Regional research and development (R&D) programs are faced with a challenging mandate of balancing diverse tasks. Some of these challenges are illustrated by the need to:

  • Enable bottom-up learning while integrating research agendas and findings regionally,
  • Generate a flexible learning culture at all levels while maintaining rigour in research,
  • Develop a mentoring system in which mentors are also learning, and
  • Enable change at local, site and regional levels when each level believes its task is to bring about change at other levels.


Figure 1
AHI has made progress toward operationalizing a regional research agenda that is at once rigorous and flexible, bottom-up and regionally integrated. The first step in the generation of research questions involves site-level brainstorming with "gap facilitation." In AHI, interdisciplinary site teams work with members of a regional research team to develop approaches through participatory problem diagnosis and interdisciplinary analysis. Regional research team (RRT) members are chosen strategically to complement site team expertise (in this case, social science and systems agronomy).

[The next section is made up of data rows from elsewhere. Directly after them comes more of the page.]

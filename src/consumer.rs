use std::borrow::Cow;
use std::collections::HashMap;

use serde::Deserialize;
use url::Url;

use crate::ConfigError;

/// Callback value for clients that cannot receive a redirect (out-of-band).
pub const OUT_OF_BAND_CALLBACK: &str = "oob";

/// Credentials and endpoints of an OAuth consumer registered at a Service Provider.
#[derive(Debug, Clone, Deserialize)]
pub struct Consumer<'a> {
    consumer_key: Cow<'a, str>,
    consumer_secret: Cow<'a, str>,
    request_token_url: Cow<'a, str>,
    #[serde(default)]
    callback_url: Option<Cow<'a, str>>,
    #[serde(default)]
    additional_params: HashMap<String, String>,
}

impl<'a> Consumer<'a> {
    pub fn new<TKey, TSecret, TUrl>(
        consumer_key: TKey,
        consumer_secret: TSecret,
        request_token_url: TUrl,
    ) -> Self
    where
        TKey: Into<Cow<'a, str>>,
        TSecret: Into<Cow<'a, str>>,
        TUrl: Into<Cow<'a, str>>,
    {
        Consumer {
            consumer_key: consumer_key.into(),
            consumer_secret: consumer_secret.into(),
            request_token_url: request_token_url.into(),
            callback_url: None,
            additional_params: HashMap::new(),
        }
    }

    /// set the oauth_callback value
    pub fn callback<T>(self, callback_url: T) -> Self
    where
        T: Into<Cow<'a, str>>,
    {
        Consumer {
            callback_url: Some(callback_url.into()),
            ..self
        }
    }

    /// add a parameter sent with the request token request and covered by the signature
    pub fn param<K, V>(mut self, key: K, value: V) -> Self
    where
        K: Into<String>,
        V: Into<String>,
    {
        self.additional_params.insert(key.into(), value.into());
        self
    }

    pub fn consumer_key(&self) -> &str {
        &self.consumer_key
    }

    pub fn consumer_secret(&self) -> &str {
        &self.consumer_secret
    }

    pub fn request_token_url(&self) -> &str {
        &self.request_token_url
    }

    /// Returns the callback url, or `oob` when none is configured.
    pub fn callback_url(&self) -> &str {
        self.callback_url
            .as_deref()
            .unwrap_or(OUT_OF_BAND_CALLBACK)
    }

    pub fn additional_params(&self) -> &HashMap<String, String> {
        &self.additional_params
    }

    /// Checks the required fields and parses the request token url.
    pub fn validate(&self) -> Result<Url, ConfigError> {
        if self.consumer_key.is_empty() {
            return Err(ConfigError::Missing("consumer_key"));
        }
        if self.consumer_secret.is_empty() {
            return Err(ConfigError::Missing("consumer_secret"));
        }
        if self.request_token_url.is_empty() {
            return Err(ConfigError::Missing("request_token_url"));
        }
        let url = Url::parse(&self.request_token_url).map_err(|source| {
            ConfigError::InvalidUrl {
                url: self.request_token_url.to_string(),
                source,
            }
        })?;
        match url.scheme() {
            "http" | "https" => Ok(url),
            scheme => Err(ConfigError::UnsupportedScheme(scheme.to_string())),
        }
    }
}

#[cfg(test)]
mod test {
    use super::*;

    static CONSUMER_KEY: &str = "<CONSUMER_KEY>";
    static CONSUMER_SECRET: &str = "<CONSUMER_SECRET>";
    static ENDPOINT: &str = "https://example.com/request_token";

    #[test]
    fn builder() {
        let consumer = Consumer::new(CONSUMER_KEY, CONSUMER_SECRET, ENDPOINT)
            .callback("https://client.example.com/cb")
            .param("scope", "read");
        assert_eq!(consumer.consumer_key(), CONSUMER_KEY);
        assert_eq!(consumer.consumer_secret(), CONSUMER_SECRET);
        assert_eq!(consumer.request_token_url(), ENDPOINT);
        assert_eq!(consumer.callback_url(), "https://client.example.com/cb");
        assert_eq!(consumer.additional_params().get("scope").unwrap(), "read");
    }

    #[test]
    fn callback_defaults_to_oob() {
        let consumer = Consumer::new(CONSUMER_KEY, CONSUMER_SECRET, ENDPOINT);
        assert_eq!(consumer.callback_url(), "oob");
    }

    #[test]
    fn validate_accepts_complete_consumer() {
        let url = Consumer::new(CONSUMER_KEY, CONSUMER_SECRET, ENDPOINT)
            .validate()
            .unwrap();
        assert_eq!(url.as_str(), ENDPOINT);
    }

    #[test]
    fn validate_reports_missing_fields() {
        for (consumer, field) in vec![
            (Consumer::new("", CONSUMER_SECRET, ENDPOINT), "consumer_key"),
            (Consumer::new(CONSUMER_KEY, "", ENDPOINT), "consumer_secret"),
            (
                Consumer::new(CONSUMER_KEY, CONSUMER_SECRET, ""),
                "request_token_url",
            ),
        ] {
            match consumer.validate() {
                Err(ConfigError::Missing(missing)) => assert_eq!(missing, field),
                other => panic!("unexpected result: {:?}", other),
            }
        }
    }

    #[test]
    fn validate_rejects_bad_url() {
        let consumer = Consumer::new(CONSUMER_KEY, CONSUMER_SECRET, "not a url");
        assert!(matches!(
            consumer.validate(),
            Err(ConfigError::InvalidUrl { .. })
        ));

        let consumer = Consumer::new(CONSUMER_KEY, CONSUMER_SECRET, "ftp://example.com/rt");
        assert!(matches!(
            consumer.validate(),
            Err(ConfigError::UnsupportedScheme(ref s)) if s == "ftp"
        ));
    }

    #[test]
    fn deserialize_from_config() {
        let consumer: Consumer = serde_urlencoded::from_str(
            "consumer_key=key&consumer_secret=secret\
             &request_token_url=https%3A%2F%2Fexample.com%2Frequest_token\
             &callback_url=oob",
        )
        .unwrap();
        assert_eq!(consumer.consumer_key(), "key");
        assert_eq!(consumer.consumer_secret(), "secret");
        assert_eq!(consumer.request_token_url(), ENDPOINT);
        assert_eq!(consumer.callback_url(), "oob");
        assert!(consumer.additional_params().is_empty());
    }
}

As RRT members travel to diverse sites, new ideas emerge which integrate site-specific realities and the creative thinking process of the other teams. After one iteration, a regional synthesis of experiences (research questions, methods, insights) by the RRT is carried out and brought back to site level in oral or written form. Carrying out and feeding back the regional synthesis to the sites enables cross-fertilization between sites and peer review. The new ideas brought to site level are then scrutinized (selected or rejected), and then field-tested. Once they pass the scrutiny of field-based testing, they are fully implemented at site level. Synthesis of final research questions across all sites leads to the generation of a regional research framework, which may include a synthesis of approaches (facilitation, diagnosis, etc.) or findings from empirical research conducted. This process is depicted in Figure 1.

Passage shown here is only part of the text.